Un décret en Conseil d’Etat fixe les modèles que l’employeur peut utiliser pour procéder à la notification du licenciement. Ces modèles rappellent en outre les droits et obligations de chaque partie. »
En l’espèce, la lettre de licenciement de Mme Z en date du 29 juillet 2019 indique (réf P 10 défendeur):
- la cause économique : la réorganisation indispensable à la sauvegarde de la société ;
-5-
- la conséquence sur l’emploi : la modification d’un élément essentiel du contrat de travail, refusée par la salariée.
- la recherche active afin de favoriser le reclassement de Mme Z;
- l’adhésion au contrat de sécurisation professionnelle.
L’identification des services principalement déficitaires fait apparaître par la comptabilité analytique celui de la RD Partenariat dont fait partie Mme Z.

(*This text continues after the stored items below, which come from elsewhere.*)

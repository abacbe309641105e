//! Remote task service client
//!
//! The task service is a plain JSON REST API under `{base_url}/tasks`. This
//! module only speaks HTTP; deciding what to do when the service is away is
//! the job of [`crate::sync`].
//!
//! Failures are classified as they are mapped:
//!
//! - transport errors and 5xx replies become `AspriError::RemoteUnavailable`
//! - 4xx replies become `AspriError::RemoteRejected` carrying the body's
//!   `error` or `message` field
//! - an undecodable 2xx body is treated as `RemoteUnavailable`

use crate::config::ApiConfig;
use crate::error::{AspriError, Result};
use crate::task::{NewTask, Task, TaskUpdate};
use async_trait::async_trait;
use reqwest::{Client, RequestBuilder, Response, StatusCode};
use serde::de::DeserializeOwned;
use serde::Deserialize;
use std::time::Duration;

const FALLBACK_ERROR_MESSAGE: &str = "Something went wrong";

/// Operations offered by the remote task service
#[async_trait]
pub trait TaskRemote: Send + Sync {
    /// Every task the service holds
    async fn list(&self) -> Result<Vec<Task>>;

    /// A single task
    async fn get(&self, id: i64) -> Result<Task>;

    /// Create a task; the service assigns the id
    async fn create(&self, task: &NewTask) -> Result<Task>;

    /// Apply a partial update
    async fn update(&self, id: i64, changes: &TaskUpdate) -> Result<Task>;

    /// Remove a task
    async fn delete(&self, id: i64) -> Result<()>;
}

/// Error body returned by the task service
#[derive(Debug, Default, Deserialize)]
struct ErrorBody {
    #[serde(default)]
    error: Option<String>,
    #[serde(default)]
    message: Option<String>,
}

/// HTTP client for the task service
#[derive(Debug, Clone)]
pub struct HttpTaskRemote {
    client: Client,
    base_url: String,
}

impl HttpTaskRemote {
    /// Create a client for the service described by `config`
    ///
    /// # Errors
    ///
    /// Returns `AspriError::Config` if the HTTP client cannot be built
    pub fn new(config: &ApiConfig) -> Result<Self> {
        let client = Client::builder()
            .timeout(Duration::from_secs(config.request_timeout_seconds))
            .build()
            .map_err(|e| AspriError::Config(format!("Failed to build HTTP client: {}", e)))?;

        Ok(Self {
            client,
            base_url: config.base_url.trim_end_matches('/').to_string(),
        })
    }

    /// Base URL requests are sent to
    pub fn base_url(&self) -> &str {
        &self.base_url
    }

    fn tasks_url(&self) -> String {
        format!("{}/tasks", self.base_url)
    }

    fn task_url(&self, id: i64) -> String {
        format!("{}/tasks/{}", self.base_url, id)
    }

    async fn send(&self, request: RequestBuilder, what: &str) -> Result<Response> {
        let response = request
            .header("Cache-Control", "no-cache, no-store, must-revalidate")
            .send()
            .await
            .map_err(|e| {
                tracing::warn!("Task service request ({}) failed: {}", what, e);
                AspriError::RemoteUnavailable(format!("{}: {}", what, e))
            })?;

        let status = response.status();
        if status.is_success() {
            tracing::debug!(status = status.as_u16(), "Task service {} succeeded", what);
            return Ok(response);
        }

        let body = response.text().await.unwrap_or_default();
        if status.is_server_error() {
            tracing::warn!("Task service returned {} for {}: {}", status, what, body);
            return Err(AspriError::RemoteUnavailable(format!("{} returned {}", what, status)).into());
        }

        let message = error_message(&body);
        tracing::debug!("Task service rejected {} with {}: {}", what, status, message);
        Err(AspriError::RemoteRejected {
            status: status.as_u16(),
            message,
        }
        .into())
    }

    async fn decode<T: DeserializeOwned>(response: Response, what: &str) -> Result<T> {
        response.json().await.map_err(|e| {
            tracing::warn!("Failed to decode task service response ({}): {}", what, e);
            AspriError::RemoteUnavailable(format!("undecodable {} response: {}", what, e)).into()
        })
    }
}

#[async_trait]
impl TaskRemote for HttpTaskRemote {
    async fn list(&self) -> Result<Vec<Task>> {
        let response = self.send(self.client.get(self.tasks_url()), "list").await?;
        Self::decode(response, "list").await
    }

    async fn get(&self, id: i64) -> Result<Task> {
        let response = self.send(self.client.get(self.task_url(id)), "get").await?;
        Self::decode(response, "get").await
    }

    async fn create(&self, task: &NewTask) -> Result<Task> {
        let request = self.client.post(self.tasks_url()).json(task);
        let response = self.send(request, "create").await?;
        Self::decode(response, "create").await
    }

    async fn update(&self, id: i64, changes: &TaskUpdate) -> Result<Task> {
        let request = self.client.put(self.task_url(id)).json(changes);
        let response = self.send(request, "update").await?;
        Self::decode(response, "update").await
    }

    async fn delete(&self, id: i64) -> Result<()> {
        let response = self
            .send(self.client.delete(self.task_url(id)), "delete")
            .await?;
        if response.status() != StatusCode::NO_CONTENT {
            tracing::debug!(status = response.status().as_u16(), "Delete returned a body");
        }
        Ok(())
    }
}

/// Message to show for a rejected request
///
/// A JSON body yields its `error` field, then `message`; any other body is
/// used as raw text.
fn error_message(body: &str) -> String {
    let message = match serde_json::from_str::<ErrorBody>(body) {
        Ok(parsed) => parsed.error.or(parsed.message),
        Err(_) => Some(body.trim().to_string()),
    };
    message
        .filter(|m| !m.trim().is_empty())
        .unwrap_or_else(|| FALLBACK_ERROR_MESSAGE.to_string())
}
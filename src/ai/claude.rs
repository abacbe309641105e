//! Anthropic messages adapter

use super::openai::ChatMessageIn;
use reqwest::{Client, RequestBuilder};
use serde::{Deserialize, Serialize};

pub const DEFAULT_BASE_URL: &str = "https://api.anthropic.com";
pub const DEFAULT_MODEL: &str = "claude-3-5-haiku-latest";

const ANTHROPIC_VERSION: &str = "2023-06-01";
const MAX_TOKENS: u32 = 1024;

#[derive(Debug, Clone, Serialize)]
struct MessagesRequest<'a> {
    model: &'a str,
    max_tokens: u32,
    messages: Vec<ChatMessageIn<'a>>,
}

/// Messages API reply
#[derive(Debug, Clone, Default, Deserialize)]
pub struct ClaudeResponse {
    #[serde(default)]
    pub content: Vec<ClaudeBlock>,
}

#[derive(Debug, Clone, Default, Deserialize)]
pub struct ClaudeBlock {
    #[serde(default)]
    pub text: Option<String>,
}

impl ClaudeResponse {
    /// `content[0].text`
    pub fn into_text(self) -> Option<String> {
        self.content.into_iter().next()?.text
    }
}

pub(crate) fn build_request(
    client: &Client,
    base_url: &str,
    model: &str,
    api_key: &str,
    message: &str,
) -> RequestBuilder {
    let url = format!("{}/v1/messages", base_url);
    let body = MessagesRequest {
        model,
        max_tokens: MAX_TOKENS,
        messages: vec![ChatMessageIn {
            role: "user",
            content: message,
        }],
    };

    client
        .post(url)
        .header("x-api-key", api_key)
        .header("anthropic-version", ANTHROPIC_VERSION)
        .json(&body)
}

La cause économique explicite dans la lettre de licenciement confirme les pertes du département RD au 31 décembre 20018 de -318 K€ présentées au conseil d’administration le 13 mai 2019.

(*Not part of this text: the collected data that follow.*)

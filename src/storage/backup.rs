//! Export, import and snapshot management for the local store

use super::types::{BackupEntry, StorageStats};
use super::{read_json, write_json, KeyValueStore, TaskCache, TASKS_KEY};
use crate::error::{AspriError, Result};
use chrono::{SecondsFormat, Utc};
use serde_json::{Map, Value};
use std::sync::Arc;

/// Keys that belong to Aspri and travel with exports and backups
pub const KNOWN_KEYS: &[&str] = &[
    "tasks",
    TASKS_KEY,
    "completedTasks",
    "aspri_messages",
    "aspri_config",
    "userName",
    "selectedLanguage",
    "formalization_api_key",
    "formalization_count",
    "aspri_free_count",
    "completed_ai_tasks",
];

/// Keys that survive [`BackupManager::clear`]
const PRESERVED_ON_CLEAR: &[&str] = &["userName", "selectedLanguage"];

/// Key holding the backup history list
pub const BACKUP_HISTORY_KEY: &str = "backup_history";

/// Number of backups retained in history
pub const MAX_BACKUPS: usize = 10;

/// Nominal quota the usage percentage is measured against
pub const MAX_STORAGE_BYTES: usize = 5 * 1024 * 1024;

/// Backup and restore over a key-value store
pub struct BackupManager {
    store: Arc<dyn KeyValueStore>,
}

impl BackupManager {
    /// Create a manager over the given store
    pub fn new(store: Arc<dyn KeyValueStore>) -> Self {
        Self { store }
    }

    /// Serialize every present known key into one pretty-printed JSON object
    ///
    /// Values that parse as JSON are embedded structurally; anything else is
    /// embedded as a string.
    pub fn export(&self) -> Result<String> {
        let mut document = Map::new();
        for key in KNOWN_KEYS {
            if let Some(raw) = self.store.get(key)? {
                let value = serde_json::from_str(&raw).unwrap_or(Value::String(raw));
                document.insert((*key).to_string(), value);
            }
        }
        Ok(serde_json::to_string_pretty(&Value::Object(document))?)
    }

    /// Load an exported document back into the store
    ///
    /// Only known keys are written. Strings are stored verbatim, every other
    /// JSON value is stored as its serialized text.
    ///
    /// # Errors
    ///
    /// Returns `AspriError::InvalidBackup` if the input is not a JSON object
    /// containing at least one known key
    pub fn import(&self, json: &str) -> Result<()> {
        let value: Value = serde_json::from_str(json)
            .map_err(|e| AspriError::InvalidBackup(format!("not valid JSON: {}", e)))?;
        let Value::Object(document) = value else {
            return Err(AspriError::InvalidBackup("expected a JSON object".to_string()).into());
        };

        if !KNOWN_KEYS.iter().any(|key| document.contains_key(*key)) {
            return Err(
                AspriError::InvalidBackup("no recognised storage keys".to_string()).into(),
            );
        }

        let mut imported = 0usize;
        for (key, value) in document {
            if !KNOWN_KEYS.contains(&key.as_str()) {
                tracing::debug!(key = %key, "Skipping unknown key during import");
                continue;
            }
            let raw = match value {
                Value::String(s) => s,
                other => other.to_string(),
            };
            self.store.set(&key, &raw)?;
            imported += 1;
        }

        tracing::info!(imported, "Imported storage keys");
        Ok(())
    }

    /// Snapshot the current state under a new backup key
    ///
    /// The newest entry goes first in the history; entries beyond
    /// [`MAX_BACKUPS`] are dropped and their documents removed.
    pub fn create_backup(&self) -> Result<BackupEntry> {
        let document = self.export()?;
        let now = Utc::now();

        let base = format!(
            "backup_{}",
            now.to_rfc3339_opts(SecondsFormat::Micros, true)
        );
        let mut name = base.clone();
        let mut suffix = 1;
        while self.store.get(&name)?.is_some() {
            name = format!("{}_{}", base, suffix);
            suffix += 1;
        }

        self.store.set(&name, &document)?;

        let entry = BackupEntry {
            name,
            timestamp: now,
            size: utf16_bytes(&document),
        };

        let mut history = self.history()?;
        history.insert(0, entry.clone());
        if history.len() > MAX_BACKUPS {
            for evicted in history.split_off(MAX_BACKUPS) {
                tracing::debug!(name = %evicted.name, "Evicting old backup");
                self.store.remove(&evicted.name)?;
            }
        }
        write_json(self.store.as_ref(), BACKUP_HISTORY_KEY, &history)?;

        tracing::info!(name = %entry.name, size = entry.size, "Created backup");
        Ok(entry)
    }

    /// Backup history, newest first
    pub fn history(&self) -> Result<Vec<BackupEntry>> {
        Ok(read_json(self.store.as_ref(), BACKUP_HISTORY_KEY)?.unwrap_or_default())
    }

    /// Restore a named backup, snapshotting the current state first
    ///
    /// # Errors
    ///
    /// Returns `AspriError::BackupNotFound` if no backup has that name
    pub fn restore(&self, name: &str) -> Result<()> {
        let document = self
            .store
            .get(name)?
            .ok_or_else(|| AspriError::BackupNotFound(name.to_string()))?;

        self.create_backup()?;
        self.import(&document)?;

        tracing::info!(name, "Restored backup");
        Ok(())
    }

    /// Usage statistics for the whole store
    pub fn stats(&self) -> Result<StorageStats> {
        let mut total_bytes = 0usize;
        for key in self.store.keys()? {
            let value = self.store.get(&key)?.unwrap_or_default();
            total_bytes += utf16_bytes(&key) + utf16_bytes(&value);
        }

        let tasks = TaskCache::new(self.store.clone()).load()?;
        let last_modified = tasks
            .iter()
            .filter_map(|t| t.updated_at.or(t.created_at))
            .max();

        Ok(StorageStats {
            total_bytes,
            usage_percent: (total_bytes as f64 / MAX_STORAGE_BYTES as f64 * 100.0).min(100.0),
            task_count: tasks.len(),
            completed_count: tasks.iter().filter(|t| t.completed).count(),
            last_modified,
        })
    }

    /// Back up, then wipe every known key except the user's name and language
    pub fn clear(&self) -> Result<BackupEntry> {
        let backup = self.create_backup()?;
        for key in KNOWN_KEYS {
            if !PRESERVED_ON_CLEAR.contains(key) {
                self.store.remove(key)?;
            }
        }
        tracing::info!("Cleared local data");
        Ok(backup)
    }
}

/// Size of a string the way browser storage accounts for it
fn utf16_bytes(s: &str) -> usize {
    s.encode_utf16().count() * 2
}

/// Human readable byte count (`1.5 KB`)
pub fn format_bytes(bytes: usize) -> String {
    if bytes == 0 {
        return "0 Bytes".to_string();
    }
    const UNITS: [&str; 4] = ["Bytes", "KB", "MB", "GB"];
    let exponent = ((bytes as f64).ln() / 1024f64.ln()).floor() as usize;
    let exponent = exponent.min(UNITS.len() - 1);
    let value = bytes as f64 / 1024f64.powi(exponent as i32);
    let rounded = (value * 100.0).round() / 100.0;
    format!("{} {}", rounded, UNITS[exponent])
}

La situation 2018 s’explique par des baisses de subventions« contrats » de plus de 10% ainsi que celle « MIEG » de plus de 16% pour un total de 98 K€, le chiffre d’affaire n’ayant pas suffisamment progressé pour couvrir les couts de l’activité, malgré une hausse de 15% par rapport à 2017.

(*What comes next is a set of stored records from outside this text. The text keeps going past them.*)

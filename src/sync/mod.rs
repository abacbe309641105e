//! Offline-first task synchronisation
//!
//! [`TaskSync`] puts the remote task service in front of the local cache.
//! Every operation tries the remote first and degrades to the cache when
//! the service cannot be reached. Online mutations are followed by a fresh
//! `list` so callers always see the service's view of the data.
//!
//! The service itself keeps no mode; callers pass the [`Mode`] they are in
//! and get back the mode the operation ended in. [`TaskView`] tracks that
//! per screen.

pub mod view;

pub use view::{SearchField, TaskView, ViewFilter};

use crate::error::{is_connectivity_error, AspriError, Result};
use crate::remote::TaskRemote;
use crate::storage::TaskCache;
use crate::task::{NewTask, Task, TaskUpdate};
use chrono::Utc;
use std::sync::Arc;

/// Whether the caller is talking to the remote service or the cache
#[derive(Debug, Clone, Copy, Default, PartialEq, Eq)]
pub enum Mode {
    #[default]
    Online,
    Offline,
}

impl Mode {
    pub fn is_offline(self) -> bool {
        self == Mode::Offline
    }
}

/// Task list produced by an operation, with the mode it ended in
#[derive(Debug, Clone, PartialEq)]
pub struct Synced {
    pub tasks: Vec<Task>,
    pub mode: Mode,
}

/// Remote-first task service with a local cache fallback
#[derive(Clone)]
pub struct TaskSync {
    remote: Arc<dyn TaskRemote>,
    cache: TaskCache,
}

impl TaskSync {
    pub fn new(remote: Arc<dyn TaskRemote>, cache: TaskCache) -> Self {
        Self { remote, cache }
    }

    /// The local cache backing this service
    pub fn cache(&self) -> &TaskCache {
        &self.cache
    }

    /// Load the task list
    ///
    /// A successful remote list replaces the cache. Any remote failure reads
    /// the cache instead and reports [`Mode::Offline`]. Only storage errors
    /// are returned.
    ///
    /// # Examples
    ///
    /// ```
    /// use std::sync::Arc;
    /// use aspri::config::ApiConfig;
    /// use aspri::remote::HttpTaskRemote;
    /// use aspri::storage::{MemoryStore, TaskCache};
    /// use aspri::sync::{Mode, TaskSync};
    /// use aspri::task::Task;
    ///
    /// # tokio_test::block_on(async {
    /// let cache = TaskCache::new(Arc::new(MemoryStore::new()));
    /// cache.save(&[Task::new(1, "Buy milk")]).unwrap();
    ///
    /// let remote = HttpTaskRemote::new(&ApiConfig {
    ///     base_url: "http://127.0.0.1:9/api".to_string(),
    ///     request_timeout_seconds: 2,
    /// })
    /// .unwrap();
    /// let sync = TaskSync::new(Arc::new(remote), cache);
    ///
    /// let synced = sync.fetch().await.unwrap();
    /// assert_eq!(synced.mode, Mode::Offline);
    /// assert_eq!(synced.tasks[0].title, "Buy milk");
    /// # });
    /// ```
    pub async fn fetch(&self) -> Result<Synced> {
        match self.remote.list().await {
            Ok(tasks) => {
                self.cache.save(&tasks)?;
                tracing::debug!(count = tasks.len(), "Fetched tasks from task service");
                Ok(Synced {
                    tasks,
                    mode: Mode::Online,
                })
            }
            Err(e) => {
                tracing::warn!("Task service unavailable, using local cache: {}", e);
                Ok(Synced {
                    tasks: self.cache.load()?,
                    mode: Mode::Offline,
                })
            }
        }
    }

    /// Set the completion flag of a task
    ///
    /// Offline, only `completed` changes in the cached record.
    pub async fn complete(&self, mode: Mode, id: i64, completed: bool) -> Result<Synced> {
        self.mutate(mode, id, TaskUpdate::completion(completed), false)
            .await
    }

    /// Apply a partial update to a task
    ///
    /// Offline, the cached record also gets a fresh `updatedAt`.
    pub async fn update(&self, mode: Mode, id: i64, changes: TaskUpdate) -> Result<Synced> {
        self.mutate(mode, id, changes, true).await
    }

    async fn mutate(
        &self,
        mode: Mode,
        id: i64,
        changes: TaskUpdate,
        stamp: bool,
    ) -> Result<Synced> {
        if mode == Mode::Online {
            match self.remote.update(id, &changes).await {
                Ok(_) => return self.fetch().await,
                Err(e) if is_connectivity_error(&e) => {
                    tracing::warn!("Update of task {} fell back to local cache: {}", id, e);
                }
                Err(e) => return Err(e),
            }
        }

        let found = self.cache.modify(|tasks| {
            let task = tasks.iter_mut().find(|t| t.id == id)?;
            task.apply(&changes);
            if stamp {
                task.updated_at = Some(Utc::now());
            }
            Some(())
        })?;
        self.offline_result(found, id)
    }

    /// Remove a task
    pub async fn delete(&self, mode: Mode, id: i64) -> Result<Synced> {
        if mode == Mode::Online {
            match self.remote.delete(id).await {
                Ok(()) => return self.fetch().await,
                Err(e) if is_connectivity_error(&e) => {
                    tracing::warn!("Delete of task {} fell back to local cache: {}", id, e);
                }
                Err(e) => return Err(e),
            }
        }

        let removed = self.cache.modify(|tasks| {
            let before = tasks.len();
            tasks.retain(|t| t.id != id);
            (tasks.len() < before).then_some(())
        })?;
        self.offline_result(removed, id)
    }

    /// Create a task, returning it along with the refreshed list
    ///
    /// Offline, the task gets the next id after the largest cached one.
    pub async fn create(&self, mode: Mode, new_task: NewTask) -> Result<(Task, Synced)> {
        let new_task = new_task.prepare()?;

        if mode == Mode::Online {
            match self.remote.create(&new_task).await {
                Ok(created) => {
                    tracing::info!(id = created.id, "Created task on task service");
                    return Ok((created, self.fetch().await?));
                }
                Err(e) if is_connectivity_error(&e) => {
                    tracing::warn!("Create fell back to local cache: {}", e);
                }
                Err(e) => return Err(e),
            }
        }

        let created = self.cache.modify(|tasks| {
            let id = tasks.iter().map(|t| t.id).max().unwrap_or(0).max(0) + 1;
            let task = new_task.into_task(id, Utc::now());
            tasks.push(task.clone());
            task
        })?;
        tracing::info!(id = created.id, "Created task in local cache");

        Ok((
            created,
            Synced {
                tasks: self.cache.load()?,
                mode: Mode::Offline,
            },
        ))
    }

    fn offline_result(&self, found: Option<()>, id: i64) -> Result<Synced> {
        if found.is_none() {
            return Err(AspriError::TaskNotFound(id).into());
        }
        Ok(Synced {
            tasks: self.cache.load()?,
            mode: Mode::Offline,
        })
    }
}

La perte globale de Satt Sayens affiche en 2018 – 1158 K€ en net retrait en regard à 2017 pour -3619 K€, mais en forte perte quand même.
L’activité économique faisant apparaître des pertes annuelles de 2016 à 2019 allant de
-3 019 K€ en 2017 à -1080 K€ en 2019.
Cette situation en 2019 ne s’étant pas pour autant améliorée, malgré une reprise d’activité grace aux efforts de prospection (+22%), car les subventions ont encore diminuées de plus de 65 % (-86 KE) pour la RD); l’obligation de restructuration de la société Satt Sayens dans le but de redresser ce département et d’assurer sa pérénité s’averait indispensable.
En conséquence, la notification de la lettre de rupture est suffisamment motivée au regard des exigences légales.
Cette situation de fait confirme en l’état l’arrêt de la cours de cassation soc. 11 janvier 2006, N°04-46201 qui précise: «la réorganisation de l’entreprise constitue un motif économique de licenciement si elle est effectuée pour en sauvegarder la compétivitié ou celle d’un secteur d’activité du groupe auquel elle appartient…… sans être subordonnée à l’existence de difficultés économques à la date du licenciement, qu’il s’ensuit que la modification des contrats de travail résultant d’une telle réorganisation a elle même une cause économique… »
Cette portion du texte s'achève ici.